La visita, che per adesso non è ancora ufficialmente in programma, viene confermata da due persone del ministero coinvolte nella preparazione. Insieme a Tria viaggerà una squadra di alti funzionari dalle competenze diverse: oltre al capo dei rapporti finanziari internazionali del Tesoro Gelsomina Vigliotti, anche un dirigente del dipartimento responsabile per l’emissione e il finanziamento del debito pubblico. Quest’ultima scelta del resto non ha niente di casuale, ora che il piano di acquisti di titoli di Stato della Banca centrale europea sta per entrare in una fase molto più prudente. Per assicurare il funzionamento dello Stato l’anno prossimo, al netto di eventuali nuovi impegni, il governo italiano deve riuscire a vendere sul mercato 257 miliardi solo in nuovi titoli di debito a medio e lungo termine. E a differenza dell’anno scorso, quando comprò volumi di debito italiano pari praticamente a metà dei nuovi titoli a medio e lungo termine emessi, nel 2019 la Bce sarà in ritirata.
Non potrà più agire come il finanziatore di ultima istanza del debito italiano, come di fatto avvenuto negli ultimi due anni: dal 2016 la banca centrale è il solo operatore ad aver aumentato la propria quota sul totale dei titoli emessi dal Tesoro di Roma, mentre tutte le categorie di investitori privati hanno ridotto le loro.
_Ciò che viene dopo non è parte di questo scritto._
//! Linux filesystem monitor built on raw inotify.
//!
//! The pipeline: the kernel event source feeds the watch manager and the
//! coalescing delay buffer; workers drain logical events into the route
//! dispatcher, the append-only event log, and the config-file version
//! tracker, while the self-observer watches inotify resource usage.

pub mod buffer;
pub mod dispatch;
pub mod event;
pub mod eventlog;
pub mod inotify;
pub mod monitor;
pub mod observer;
pub mod schedule;
pub mod settings;
pub mod tracker;
pub mod watches;
pub mod worker;

pub use event::{Event, EventMask};
pub use monitor::{CommandOutcome, Monitor, MonitorError};
pub use settings::Settings;
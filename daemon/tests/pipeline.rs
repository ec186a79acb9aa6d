//! End-to-end pipeline tests: a real inotify worker on a tempdir, with a
//! memory transport collecting what the routes deliver.

use std::fs;
use std::path::PathBuf;
use std::sync::Arc;
use std::time::Duration;

use serde_json::json;
use tempfile::TempDir;

use fswatch_daemon::dispatch::{Dispatcher, MemoryTransport, Transport};
use fswatch_daemon::eventlog::{EventLog, FileEventLog, LogQuery, LogWriter};
use fswatch_daemon::observer::SelfObserver;
use fswatch_daemon::settings::{RouteSpec, SchedulerSpec};
use fswatch_daemon::tracker::FileTracker;
use fswatch_daemon::worker::{Worker, WorkerContext};

const HOLD: Duration = Duration::from_millis(300);

struct Harness {
    dir: TempDir,
    watched: PathBuf,
    transport: Arc<MemoryTransport>,
    tracker: Arc<FileTracker>,
    log: Arc<FileEventLog>,
    worker: Arc<Worker>,
}

fn route(tag: &str, events: &str, format: &str) -> RouteSpec {
    RouteSpec {
        tag: tag.to_string(),
        pattern: ".*".to_string(),
        events: events.to_string(),
        format: format.to_string(),
        scheduler: SchedulerSpec::Direct,
        groups: Vec::new(),
    }
}

async fn harness() -> Harness {
    let dir = tempfile::tempdir().unwrap();
    let watched = dir.path().join("watched");
    fs::create_dir(&watched).unwrap();

    let transport = Arc::new(MemoryTransport::default());
    let dispatcher = Arc::new(
        Dispatcher::new(
            vec![
                route("logs", "IN_ALL_EVENTS", "{ev_name} {ev_src} {ev_dest}"),
                route("tracks", "EX_MODIFY_CONFIG", "Modified {ev_src}"),
            ],
            Arc::clone(&transport) as Arc<dyn Transport>,
        )
        .unwrap(),
    );

    let tracker = Arc::new(
        FileTracker::new(
            &dir.path().join(".track"),
            vec![(r".*\.(ini|INI)".to_string(), "INI".to_string())],
            -1,
        )
        .unwrap(),
    );

    let log = Arc::new(FileEventLog::new(
        dir.path().join("events.jsonl"),
        dir.path().join("events.aux.jsonl"),
    ));
    let (log_writer, _log_task) = LogWriter::spawn(Arc::clone(&log) as Arc<dyn EventLog>);

    let observer = SelfObserver::new(Arc::clone(&dispatcher), 0.9, Duration::from_secs(60));

    let log_mask = dispatcher.route_mask();
    let worker = Worker::spawn(
        0,
        vec![watched.clone()],
        WorkerContext {
            dispatcher,
            tracker: Arc::clone(&tracker),
            observer,
            log: log_writer,
            log_mask,
            hold: HOLD,
            probe_procs: false,
        },
    )
    .unwrap();

    Harness {
        dir,
        watched,
        transport,
        tracker,
        log,
        worker,
    }
}

/// Polls the transport until `pred` holds; panics with what was seen.
async fn wait_for(
    transport: &MemoryTransport,
    what: &str,
    pred: impl Fn(&[(String, String)]) -> bool,
) -> Vec<(String, String)> {
    for _ in 0..120 {
        let messages = transport.messages();
        if pred(&messages) {
            return messages;
        }
        tokio::time::sleep(Duration::from_millis(25)).await;
    }
    panic!("timed out waiting for {what}; saw {:?}", transport.messages());
}

fn any_with(messages: &[(String, String)], needle: &str) -> bool {
    messages.iter().any(|(_, msg)| msg.contains(needle))
}

#[tokio::test(flavor = "multi_thread", worker_threads = 2)]
async fn create_is_reported_and_logged() {
    let h = harness().await;
    let file = h.watched.join("fresh.txt");
    fs::write(&file, "x").unwrap();

    wait_for(&h.transport, "IN_CREATE", |m| any_with(m, "IN_CREATE")).await;

    // The event log eventually carries the same event.
    for _ in 0..120 {
        let rows = h.log.query(&LogQuery::default()).unwrap();
        if rows.iter().any(|r| r.src_path.ends_with("fresh.txt")) {
            return;
        }
        tokio::time::sleep(Duration::from_millis(25)).await;
    }
    panic!("create never reached the event log");
}

#[tokio::test(flavor = "multi_thread", worker_threads = 2)]
async fn rename_within_the_tree_is_coalesced() {
    let h = harness().await;
    let old = h.watched.join("a.txt");
    fs::write(&old, "x").unwrap();
    wait_for(&h.transport, "creation", |m| any_with(m, "IN_CREATE")).await;

    fs::rename(&old, h.watched.join("b.txt")).unwrap();
    let messages = wait_for(&h.transport, "EX_RENAME", |m| any_with(m, "EX_RENAME")).await;
    let rename = messages
        .iter()
        .find(|(_, msg)| msg.contains("EX_RENAME"))
        .unwrap();
    assert!(rename.1.contains("a.txt"));
    assert!(rename.1.contains("b.txt"));
}

#[tokio::test(flavor = "multi_thread", worker_threads = 2)]
async fn move_out_of_the_tree_becomes_delete() {
    let h = harness().await;
    let old = h.watched.join("doomed.txt");
    fs::write(&old, "x").unwrap();
    wait_for(&h.transport, "creation", |m| any_with(m, "IN_CREATE")).await;

    // Destination is outside the watched tree: no IN_MOVED_TO will pair.
    fs::rename(&old, h.dir.path().join("elsewhere.txt")).unwrap();
    let messages = wait_for(&h.transport, "IN_DELETE", |m| any_with(m, "IN_DELETE")).await;
    let deleted = messages
        .iter()
        .find(|(_, msg)| msg.contains("IN_DELETE"))
        .unwrap();
    assert!(deleted.1.contains("doomed.txt"));
    assert!(!deleted.1.contains("EX_RENAME"));
}

#[tokio::test(flavor = "multi_thread", worker_threads = 2)]
async fn modify_burst_begins_and_ends_once() {
    let h = harness().await;
    let file = h.watched.join("burst.txt");
    fs::write(&file, "0").unwrap();
    wait_for(&h.transport, "creation", |m| any_with(m, "IN_CREATE")).await;

    for i in 0..5 {
        fs::write(&file, format!("{i}")).unwrap();
    }

    let messages = wait_for(&h.transport, "EX_END_MODIFY", |m| {
        any_with(m, "EX_BEGIN_MODIFY") && any_with(m, "EX_END_MODIFY")
    })
    .await;

    // Mid-burst markers are suppressed before dispatch: anything carrying
    // the marker must be the burst's begin.
    for (_, msg) in &messages {
        if msg.contains("EX_IN_MODIFY") {
            assert!(msg.contains("EX_BEGIN_MODIFY"), "leaked marker: {msg}");
        }
    }
}

#[tokio::test(flavor = "multi_thread", worker_threads = 2)]
async fn created_subdirectories_are_watched() {
    let h = harness().await;
    let sub = h.watched.join("deep");
    fs::create_dir(&sub).unwrap();
    wait_for(&h.transport, "mkdir", |m| any_with(m, "deep")).await;

    fs::write(sub.join("inner.txt"), "x").unwrap();
    wait_for(&h.transport, "nested create", |m| any_with(m, "inner.txt")).await;
}

#[tokio::test(flavor = "multi_thread", worker_threads = 2)]
async fn rescan_keeps_events_flowing() {
    let h = harness().await;
    h.worker.rescan().unwrap();

    fs::write(h.watched.join("after.txt"), "x").unwrap();
    wait_for(&h.transport, "post-rescan create", |m| any_with(m, "after.txt")).await;
    assert!(!h.worker.is_crashed());
}

#[tokio::test(flavor = "multi_thread", worker_threads = 2)]
async fn tracked_ini_change_reaches_the_tracks_route() {
    let h = harness().await;
    let file = h.watched.join("x.ini");
    fs::write(&file, "[a]\nk = 1\n").unwrap();
    // Prime like the monitor does at startup.
    h.tracker.consider(&file).await.unwrap();

    fs::write(&file, "[a]\nk = 2\n").unwrap();
    let messages = wait_for(&h.transport, "MODIFY_CONFIG", |m| {
        m.iter().any(|(tag, _)| tag == "tracks")
    })
    .await;
    assert!(messages
        .iter()
        .any(|(tag, msg)| tag == "tracks" && msg.contains("x.ini")));

    let v0 = h.tracker.checkout(&file, 0).await.unwrap();
    assert_eq!(v0.to_value(), json!({"a": {"k": "1"}}));
    let latest = h.tracker.checkout(&file, -1).await.unwrap();
    assert_eq!(latest.to_value(), json!({"a": {"k": "2"}}));
}

#[tokio::test(flavor = "multi_thread", worker_threads = 2)]
async fn stop_is_clean_and_idempotent() {
    let h = harness().await;
    h.worker.stop().await;
    h.worker.stop().await;
    assert!(!h.worker.is_crashed());
}

#[tokio::test(flavor = "multi_thread", worker_threads = 2)]
async fn monitor_serves_the_operator_verbs() {
    use fswatch_daemon::monitor::{CommandOutcome, Monitor};
    use fswatch_daemon::settings::Settings;

    let dir = tempfile::tempdir().unwrap();
    let watched = dir.path().join("watched");
    fs::create_dir(&watched).unwrap();
    let ini = watched.join("cfg.ini");
    fs::write(&ini, "[a]\nk = 1\n").unwrap();

    let settings = Settings {
        paths: vec![watched.clone()],
        tracker_cachedir: dir.path().join(".track"),
        log_path: dir.path().join("events.jsonl"),
        aux_log_path: dir.path().join("events.aux.jsonl"),
        buffer_queue_delay: 0.3,
        dispatcher_type: "log".into(),
        ..Settings::default()
    };
    let monitor = Monitor::start(settings).await.unwrap();

    let output = |outcome: CommandOutcome| match outcome {
        CommandOutcome::Output(text) => text,
        CommandOutcome::Exit => panic!("unexpected exit"),
    };

    // Startup primed the tracker on the existing file.
    let listing = output(monitor.handle_command("list tracker").await);
    assert!(listing.contains("cfg.ini"), "tracker listing: {listing}");

    let workers = output(monitor.handle_command("list worker").await);
    assert!(workers.contains("running"), "worker listing: {workers}");

    // A content change must bump the version and become checkout-able.
    fs::write(&ini, "[a]\nk = 2\n").unwrap();
    let mut listing = String::new();
    for _ in 0..120 {
        listing = output(monitor.handle_command("list tracker").await);
        if listing.contains("\tv1\t") {
            break;
        }
        tokio::time::sleep(Duration::from_millis(25)).await;
    }
    assert!(listing.contains("\tv1\t"), "tracker listing: {listing}");

    let checkout = output(
        monitor
            .handle_command(&format!("checkout {} -v 0", ini.display()))
            .await,
    );
    assert!(checkout.contains("\"k\": \"1\""), "checkout: {checkout}");

    // The event log answers queries once the writer catches up.
    let mut rows = String::new();
    for _ in 0..120 {
        rows = output(monitor.handle_command("query --pattern cfg").await);
        if rows.contains("cfg.ini") {
            break;
        }
        tokio::time::sleep(Duration::from_millis(25)).await;
    }
    assert!(rows.contains("cfg.ini"), "query: {rows}");

    assert!(output(monitor.handle_command("recover").await).contains("rescanned"));
    assert!(output(monitor.handle_command("bogus").await).contains("unknown command"));
    assert_eq!(monitor.handle_command("exit").await, CommandOutcome::Exit);

    monitor.shutdown().await;
}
Ora invece però la Bce potrà acquistare debito pubblico solo per rinnovare i titoli in scadenza che già deteneva. Per l’Italia nel 2019 questi riacquisti dovrebbero valere 40 miliardi, meno di un quinto del volume di titoli a medio-lungo termine che l’Italia deve riuscire a collocare. Se non torneranno con forza gli investitori tradizionali – famiglie, banche e fondi italiani o esteri – i rendimenti rischiano di dover salire molto. Già la ridda di dichiarazioni e annunci di governo e maggioranza negli ultimi mesi hanno provocato un aumento del costo del debito che, se confermato nei prossimi mesi, nel 2019 supererà i quattro miliardi: quattromila milioni regalai ai «mercati» ma prelevati dagli italiani che lavorano e pagano le tasse, inclusi quelli a reddito più basso, solo a causa dell’incertezza creata dal governo fin qui.
Tria a Pechino cerca di trovare nelle autorità cinesi, non solo fra i privati, nuovi investitori sul debito italiano. Il ministro ha in programma incontri al massimo livello nella Banca del popolo della Cina, l’istituto centrale di Pechino che detiene riserve per 3.117 miliardi di dollari. Per parte propria il governo cinese punta a coinvolgere il governo di Roma nella sua «Belt and Road Initiative», il progetto di infrastrutture lungo le rotte commerciali globali della superpotenza cinese. In Italia interessano molto i porti del Sue e Trieste come approdi in Europa per i mercantili in arrivo dalla Cina meridionale, attraverso l’Oceano Indiano e Suez.
Non è la prima volta che la Cina punta sui Paesi fragili dell’Europa del Sud. In Grecia una società pubblica di Pechino opera il porto del Pireo e un’altra ha investito nella rete elettrica. In Portogallo i cinesi sono protagonisti nell’energia e nella finanza. Tanto che giorni fa l’ambasciatore americano a Lisbona, George Glass, si è detto preoccupato. «Questi sono investitori diversi dagli altri — ha osservato —. Rispondono al potere politico».